#### INSTRUCTIONS TO FOLLOW:
Only one stretch of the data below should be repeated: the lines from the line containing "pub mod adapter;" through the line containing "let stats = h.service.get_statistics(Some(Category::General));", inclusive, exactly as they are.

__________________________________________________

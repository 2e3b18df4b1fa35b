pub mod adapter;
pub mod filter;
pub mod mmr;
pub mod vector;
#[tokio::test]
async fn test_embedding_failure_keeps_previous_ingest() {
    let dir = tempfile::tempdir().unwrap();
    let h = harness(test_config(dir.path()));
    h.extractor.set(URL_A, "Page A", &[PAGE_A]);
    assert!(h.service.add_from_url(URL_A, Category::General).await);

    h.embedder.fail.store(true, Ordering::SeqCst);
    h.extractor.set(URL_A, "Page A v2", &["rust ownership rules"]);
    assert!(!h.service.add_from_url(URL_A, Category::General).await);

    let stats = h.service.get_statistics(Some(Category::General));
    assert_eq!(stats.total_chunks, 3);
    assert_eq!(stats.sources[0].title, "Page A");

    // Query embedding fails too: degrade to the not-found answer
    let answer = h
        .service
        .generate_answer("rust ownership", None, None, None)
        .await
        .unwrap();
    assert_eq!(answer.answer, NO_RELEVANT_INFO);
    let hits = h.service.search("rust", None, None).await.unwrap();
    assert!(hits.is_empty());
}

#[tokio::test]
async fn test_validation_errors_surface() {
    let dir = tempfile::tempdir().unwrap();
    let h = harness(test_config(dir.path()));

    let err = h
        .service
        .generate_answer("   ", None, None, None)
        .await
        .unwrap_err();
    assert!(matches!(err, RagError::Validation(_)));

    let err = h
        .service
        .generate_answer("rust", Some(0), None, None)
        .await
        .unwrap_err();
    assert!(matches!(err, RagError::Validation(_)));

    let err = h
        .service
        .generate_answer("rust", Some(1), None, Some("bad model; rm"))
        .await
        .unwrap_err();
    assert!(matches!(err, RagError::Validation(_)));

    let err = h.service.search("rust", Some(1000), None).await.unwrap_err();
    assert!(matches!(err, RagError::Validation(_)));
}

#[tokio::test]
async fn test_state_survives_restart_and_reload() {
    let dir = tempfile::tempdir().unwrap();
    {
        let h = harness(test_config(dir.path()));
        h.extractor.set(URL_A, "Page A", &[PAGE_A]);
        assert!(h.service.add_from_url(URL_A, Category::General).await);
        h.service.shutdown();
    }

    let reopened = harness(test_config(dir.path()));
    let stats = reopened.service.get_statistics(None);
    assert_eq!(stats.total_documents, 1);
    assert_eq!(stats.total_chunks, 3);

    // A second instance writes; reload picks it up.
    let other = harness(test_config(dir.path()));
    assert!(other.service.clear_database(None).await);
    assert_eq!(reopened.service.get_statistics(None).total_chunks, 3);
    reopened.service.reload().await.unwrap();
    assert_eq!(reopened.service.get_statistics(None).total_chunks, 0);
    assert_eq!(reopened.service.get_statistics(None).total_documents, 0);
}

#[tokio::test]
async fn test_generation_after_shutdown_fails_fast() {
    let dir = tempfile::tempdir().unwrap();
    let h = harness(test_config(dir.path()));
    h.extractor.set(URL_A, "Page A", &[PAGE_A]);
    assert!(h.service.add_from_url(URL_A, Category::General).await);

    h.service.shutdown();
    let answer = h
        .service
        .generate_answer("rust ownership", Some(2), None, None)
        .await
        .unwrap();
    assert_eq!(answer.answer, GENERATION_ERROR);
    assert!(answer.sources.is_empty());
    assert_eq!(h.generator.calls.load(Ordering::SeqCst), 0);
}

__________________________________________________

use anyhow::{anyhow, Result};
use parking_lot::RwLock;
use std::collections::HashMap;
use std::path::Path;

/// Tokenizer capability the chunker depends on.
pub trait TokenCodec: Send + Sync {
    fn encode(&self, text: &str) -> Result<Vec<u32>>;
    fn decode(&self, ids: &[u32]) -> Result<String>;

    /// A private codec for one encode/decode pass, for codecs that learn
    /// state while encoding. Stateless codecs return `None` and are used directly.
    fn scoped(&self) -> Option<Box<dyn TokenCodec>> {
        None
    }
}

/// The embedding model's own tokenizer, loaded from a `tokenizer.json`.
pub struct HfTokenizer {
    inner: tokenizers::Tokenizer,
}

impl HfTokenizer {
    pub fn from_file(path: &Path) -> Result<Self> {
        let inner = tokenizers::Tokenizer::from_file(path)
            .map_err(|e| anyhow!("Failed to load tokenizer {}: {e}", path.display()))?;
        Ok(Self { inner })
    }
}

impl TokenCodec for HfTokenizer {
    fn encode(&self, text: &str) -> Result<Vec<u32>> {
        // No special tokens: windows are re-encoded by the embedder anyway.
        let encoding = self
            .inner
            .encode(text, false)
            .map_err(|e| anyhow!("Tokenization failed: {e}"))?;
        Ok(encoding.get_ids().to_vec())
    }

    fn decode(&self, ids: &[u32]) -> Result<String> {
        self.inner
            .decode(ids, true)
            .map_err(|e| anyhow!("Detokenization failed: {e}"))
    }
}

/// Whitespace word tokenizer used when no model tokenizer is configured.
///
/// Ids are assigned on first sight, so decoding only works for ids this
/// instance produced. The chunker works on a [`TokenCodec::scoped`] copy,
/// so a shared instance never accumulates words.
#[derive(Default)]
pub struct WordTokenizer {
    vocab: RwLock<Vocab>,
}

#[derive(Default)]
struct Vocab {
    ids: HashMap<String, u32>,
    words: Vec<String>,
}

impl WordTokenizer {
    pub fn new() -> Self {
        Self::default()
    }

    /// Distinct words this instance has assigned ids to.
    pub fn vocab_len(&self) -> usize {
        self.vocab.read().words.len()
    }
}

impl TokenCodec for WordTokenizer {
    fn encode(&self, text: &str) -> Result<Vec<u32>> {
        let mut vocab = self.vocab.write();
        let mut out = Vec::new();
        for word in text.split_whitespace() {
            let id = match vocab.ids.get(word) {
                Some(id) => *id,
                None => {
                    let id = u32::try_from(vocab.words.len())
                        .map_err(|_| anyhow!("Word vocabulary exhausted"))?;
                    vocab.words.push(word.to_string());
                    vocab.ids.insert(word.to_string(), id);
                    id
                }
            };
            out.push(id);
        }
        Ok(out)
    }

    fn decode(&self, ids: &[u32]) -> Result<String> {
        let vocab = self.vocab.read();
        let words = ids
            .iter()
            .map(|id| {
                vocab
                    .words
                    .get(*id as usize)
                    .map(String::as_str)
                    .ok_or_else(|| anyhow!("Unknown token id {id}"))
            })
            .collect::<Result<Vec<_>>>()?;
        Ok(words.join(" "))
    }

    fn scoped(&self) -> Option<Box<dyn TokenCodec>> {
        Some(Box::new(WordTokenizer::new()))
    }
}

__________________________________________________

#### RESPONSE TO THE EXERCISE:
pub mod adapter;
pub mod filter;
pub mod mmr;
pub mod vector;
#[tokio::test]
async fn test_embedding_failure_keeps_previous_ingest() {
    let dir = tempfile::tempdir().unwrap();
    let h = harness(test_config(dir.path()));
    h.extractor.set(URL_A, "Page A", &[PAGE_A]);
    assert!(h.service.add_from_url(URL_A, Category::General).await);

    h.embedder.fail.store(true, Ordering::SeqCst);
    h.extractor.set(URL_A, "Page A v2", &["rust ownership rules"]);
    assert!(!h.service.add_from_url(URL_A, Category::General).await);

    let stats = h.service.get_statistics(Some(Category::General));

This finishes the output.